Emily Baldwin (1807 – 1880) was the first headmistress of Howell's School, Llandaff.

She was born 18 September 1807 to a London publishing family. Her father was Robert Baldwin, founder of the London Magazine, and her mother was his relative Maria Baldwin, daughter of the publisher Henry Baldwin. She had six siblings.

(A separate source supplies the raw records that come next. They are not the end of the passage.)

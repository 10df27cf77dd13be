use std::fmt::Write as _;
use std::io::Write as _;
use std::path::Path;

use dxf2svg_core::color::Rgb;
use dxf2svg_core::render::{Canvas, Page, PathSegment, RenderedPath, TextRun};

use crate::IoError;

const DEFAULT_PRECISION: usize = 3;
const LINE_SPACING: f64 = 1.25;

/// 把渲染结果写入目标文件。
pub trait DrawingWriter {
    fn write(&self, canvas: &Canvas, page: &Page, path: &Path) -> Result<(), IoError>;
}

/// SVG 序列化器。输出只依赖输入数据，同样的画布总是得到同样的字节。
#[derive(Debug, Clone, Copy)]
pub struct SvgWriter {
    precision: usize,
}

impl SvgWriter {
    pub fn new() -> Self {
        Self::with_precision(DEFAULT_PRECISION)
    }

    /// 坐标保留的小数位数，末尾的 0 会被去掉。
    pub fn with_precision(precision: usize) -> Self {
        Self { precision }
    }

    pub fn render(&self, canvas: &Canvas, page: &Page) -> String {
        let origin = page.origin();
        // Y 轴翻转后，视图顶部对应绘图坐标的最大 Y。
        let view_x = self.num(origin.x());
        let view_y = self.num(-(origin.y() + page.height));
        let width = self.num(page.width);
        let height = self.num(page.height);

        let mut out = String::new();
        out.push_str("<?xml version=\"1.0\" encoding=\"UTF-8\" standalone=\"no\"?>\n");
        let _ = writeln!(
            out,
            "<svg xmlns=\"http://www.w3.org/2000/svg\" width=\"{width}mm\" height=\"{height}mm\" viewBox=\"{view_x} {view_y} {width} {height}\">"
        );
        let _ = writeln!(
            out,
            "  <rect x=\"{view_x}\" y=\"{view_y}\" width=\"{width}\" height=\"{height}\" fill=\"{}\"/>",
            canvas.background()
        );
        out.push_str(
            "  <g transform=\"scale(1 -1)\" fill=\"none\" stroke-linecap=\"round\" stroke-linejoin=\"round\">\n",
        );
        for path in canvas.paths() {
            self.write_path(&mut out, path);
        }
        out.push_str("  </g>\n</svg>\n");
        out
    }

    fn write_path(&self, out: &mut String, path: &RenderedPath) {
        let layer = escape_xml(&path.layer);
        if !path.segments.is_empty() {
            let _ = writeln!(
                out,
                "    <path d=\"{}\" stroke=\"{}\" stroke-width=\"1\" vector-effect=\"non-scaling-stroke\" data-layer=\"{layer}\" data-kind=\"{}\"/>",
                self.path_data(&path.segments),
                path.stroke,
                path.kind
            );
        }
        for text in &path.texts {
            self.write_text(out, text, path.stroke, &layer);
        }
    }

    fn write_text(&self, out: &mut String, text: &TextRun, fill: Rgb, layer: &str) {
        let lines: Vec<&str> = text.content.lines().collect();
        if lines.iter().all(|line| line.trim().is_empty()) {
            return;
        }
        let _ = write!(
            out,
            "    <text transform=\"translate({} {}) rotate({}) scale(1 -1)\" font-size=\"{}\" fill=\"{fill}\" stroke=\"none\" font-family=\"sans-serif\" data-layer=\"{layer}\">",
            self.num(text.anchor.x()),
            self.num(text.anchor.y()),
            self.num(text.rotation.to_degrees()),
            self.num(text.height)
        );
        if lines.len() == 1 {
            out.push_str(&escape_xml(lines[0]));
        } else {
            for (index, line) in lines.iter().enumerate() {
                let dy = if index == 0 {
                    0.0
                } else {
                    text.height * LINE_SPACING
                };
                let _ = write!(
                    out,
                    "<tspan x=\"0\" dy=\"{}\">{}</tspan>",
                    self.num(dy),
                    escape_xml(line)
                );
            }
        }
        out.push_str("</text>\n");
    }

    fn path_data(&self, segments: &[PathSegment]) -> String {
        let mut d = String::new();
        for segment in segments {
            if !d.is_empty() {
                d.push(' ');
            }
            match segment {
                PathSegment::MoveTo(point) => {
                    let _ = write!(d, "M {} {}", self.num(point.x()), self.num(point.y()));
                }
                PathSegment::LineTo(point) => {
                    let _ = write!(d, "L {} {}", self.num(point.x()), self.num(point.y()));
                }
                PathSegment::CubicTo { ctrl1, ctrl2, to } => {
                    let _ = write!(
                        d,
                        "C {} {} {} {} {} {}",
                        self.num(ctrl1.x()),
                        self.num(ctrl1.y()),
                        self.num(ctrl2.x()),
                        self.num(ctrl2.y()),
                        self.num(to.x()),
                        self.num(to.y())
                    );
                }
                PathSegment::Close => d.push('Z'),
            }
        }
        d
    }

    fn num(&self, value: f64) -> String {
        format_number(value, self.precision)
    }
}

impl Default for SvgWriter {
    fn default() -> Self {
        Self::new()
    }
}

impl DrawingWriter for SvgWriter {
    /// 先写入同目录下的临时文件再原子替换，失败时目标路径不会留下半截文件。
    fn write(&self, canvas: &Canvas, page: &Page, path: &Path) -> Result<(), IoError> {
        let document = self.render(canvas, page);
        let write_error = |source: std::io::Error| IoError::WriteError {
            path: path.to_path_buf(),
            source,
        };
        let parent = path
            .parent()
            .filter(|dir| !dir.as_os_str().is_empty())
            .unwrap_or_else(|| Path::new("."));
        let mut file = tempfile::NamedTempFile::new_in(parent).map_err(write_error)?;
        file.write_all(document.as_bytes()).map_err(write_error)?;
        file.flush().map_err(write_error)?;
        file.persist(path).map_err(|err| write_error(err.error))?;
        Ok(())
    }
}

/// 定点格式化并去掉末尾的 0，避免输出 `-0`。
fn format_number(value: f64, precision: usize) -> String {
    let mut text = format!("{value:.precision$}");
    if text.contains('.') {
        let trimmed = text.trim_end_matches('0').trim_end_matches('.').len();
        text.truncate(trimmed);
    }
    if text == "-0" {
        text = "0".to_string();
    }
    text
}

fn escape_xml(raw: &str) -> String {
    let mut escaped = String::with_capacity(raw.len());
    for ch in raw.chars() {
        match ch {
            '&' => escaped.push_str("&amp;"),
            '<' => escaped.push_str("&lt;"),
            '>' => escaped.push_str("&gt;"),
            '"' => escaped.push_str("&quot;"),
            '\'' => escaped.push_str("&apos;"),
            ch if ch.is_control() && ch != '\t' => {}
            ch => escaped.push(ch),
        }
    }
    escaped
}

#[cfg(test)]
mod tests {
    use super::*;
    use dxf2svg_core::document::{EntityId, EntityKind};
    use dxf2svg_core::geometry::Point2;

    fn sample_canvas() -> Canvas {
        let mut canvas = Canvas::new(Rgb::new(0x0b, 0x12, 0x20));
        canvas.push(RenderedPath {
            entity: EntityId::new(0),
            kind: EntityKind::Line,
            layer: "A&B".to_string(),
            stroke: Rgb::new(0xf8, 0xfa, 0xfc),
            segments: vec![
                PathSegment::MoveTo(Point2::new(0.0, 0.0)),
                PathSegment::LineTo(Point2::new(10.0, 5.25)),
            ],
            texts: Vec::new(),
        });
        canvas.push(RenderedPath {
            entity: EntityId::new(1),
            kind: EntityKind::Text,
            layer: "TXT".to_string(),
            stroke: Rgb::new(255, 0, 0),
            segments: Vec::new(),
            texts: vec![TextRun {
                anchor: Point2::new(1.0, 2.0),
                content: "a<b\nsecond".to_string(),
                height: 2.5,
                rotation: std::f64::consts::FRAC_PI_2,
            }],
        });
        canvas
    }

    #[test]
    fn numbers_are_trimmed() {
        assert_eq!(format_number(1.5, 3), "1.5");
        assert_eq!(format_number(2.0, 3), "2");
        assert_eq!(format_number(-0.0001, 3), "0");
        assert_eq!(format_number(1.23456, 3), "1.235");
        assert_eq!(format_number(-12.0, 3), "-12");
    }

    #[test]
    fn precision_controls_coordinate_digits() {
        let page = Page::new(10.0, 6.0, Point2::new(5.0, 3.0));
        let svg = SvgWriter::with_precision(0).render(&sample_canvas(), &page);
        assert!(svg.contains("d=\"M 0 0 L 10 5\""));
    }

    #[test]
    fn svg_flips_y_and_centres_view_box() {
        let page = Page::new(10.0, 6.0, Point2::new(5.0, 3.0));
        let svg = SvgWriter::new().render(&sample_canvas(), &page);

        assert!(svg.contains("width=\"10mm\" height=\"6mm\" viewBox=\"0 -6 10 6\""));
        assert!(svg.contains("<rect x=\"0\" y=\"-6\" width=\"10\" height=\"6\" fill=\"#0b1220\"/>"));
        assert!(svg.contains("<g transform=\"scale(1 -1)\""));
        assert!(svg.contains("d=\"M 0 0 L 10 5.25\" stroke=\"#f8fafc\""));
        assert!(svg.contains("data-layer=\"A&amp;B\""));
        assert!(svg.contains("vector-effect=\"non-scaling-stroke\""));
    }

    #[test]
    fn text_runs_are_counter_flipped_and_escaped() {
        let page = Page::new(10.0, 6.0, Point2::new(5.0, 3.0));
        let svg = SvgWriter::new().render(&sample_canvas(), &page);

        assert!(svg.contains("transform=\"translate(1 2) rotate(90) scale(1 -1)\""));
        assert!(svg.contains("<tspan x=\"0\" dy=\"0\">a&lt;b</tspan>"));
        assert!(svg.contains("<tspan x=\"0\" dy=\"3.125\">second</tspan>"));
        assert!(!svg.contains("<path d=\"\""));
    }

    #[test]
    fn write_replaces_target_file() {
        let dir = tempfile::tempdir().expect("temp dir");
        let target = dir.path().join("out.svg");
        std::fs::write(&target, "stale").expect("seed file");
        let page = Page::new(10.0, 6.0, Point2::new(5.0, 3.0));
        SvgWriter::new()
            .write(&sample_canvas(), &page, &target)
            .expect("write svg");
        let written = std::fs::read_to_string(&target).expect("read back");
        assert!(written.starts_with("<?xml"));
        assert!(written.ends_with("</svg>\n"));
    }
}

She ran a school at Leamington and was head of a school in Notting Hill for fourteen years until she was appointed headmistress of Howell's School, Llandaff, in 1860.

== Howell's School ==
Baldwin was appointed 'chief matron' by a London court of chancery to run the newly opened charitable school for girls, which was finally opened in 1860 after Welsh merchant Thomas Howell had left an endowment for its foundation in 1537. She oversaw the teaching of thirty orphans and thirty fee-paying boarders, and the school soon began to take day pupils. The school taught "the principles of the Christian Religion, Reading, Writing, Arithmetic, English Grammar, Geography, Biography, History, the Elements of Astronomy, Garden Botany, Music, French, Drawing and such subjects as the Governors may direct".

Expanding the curriculum to include geometry, Italian and Latin; selecting books; and teaching herself, Baldwin established a good reputation for the newly founded school, and by the 1870s it was catering mainly to the middle classes. Her affection and gentle methods were noted by her obituary and the school’s historian.

Baldwin retired due to ill health in 1872. She spent the rest of her life living in London, with her sisters or in a series of lodgings, her finances limited by her father’s struggling publishing company. She died on 2 December 1880.

She is one of four headmistresses of Howell's School to have a school House named after her, along with Maria Kendall, Eleanor Trotter, and Margaret Lewis.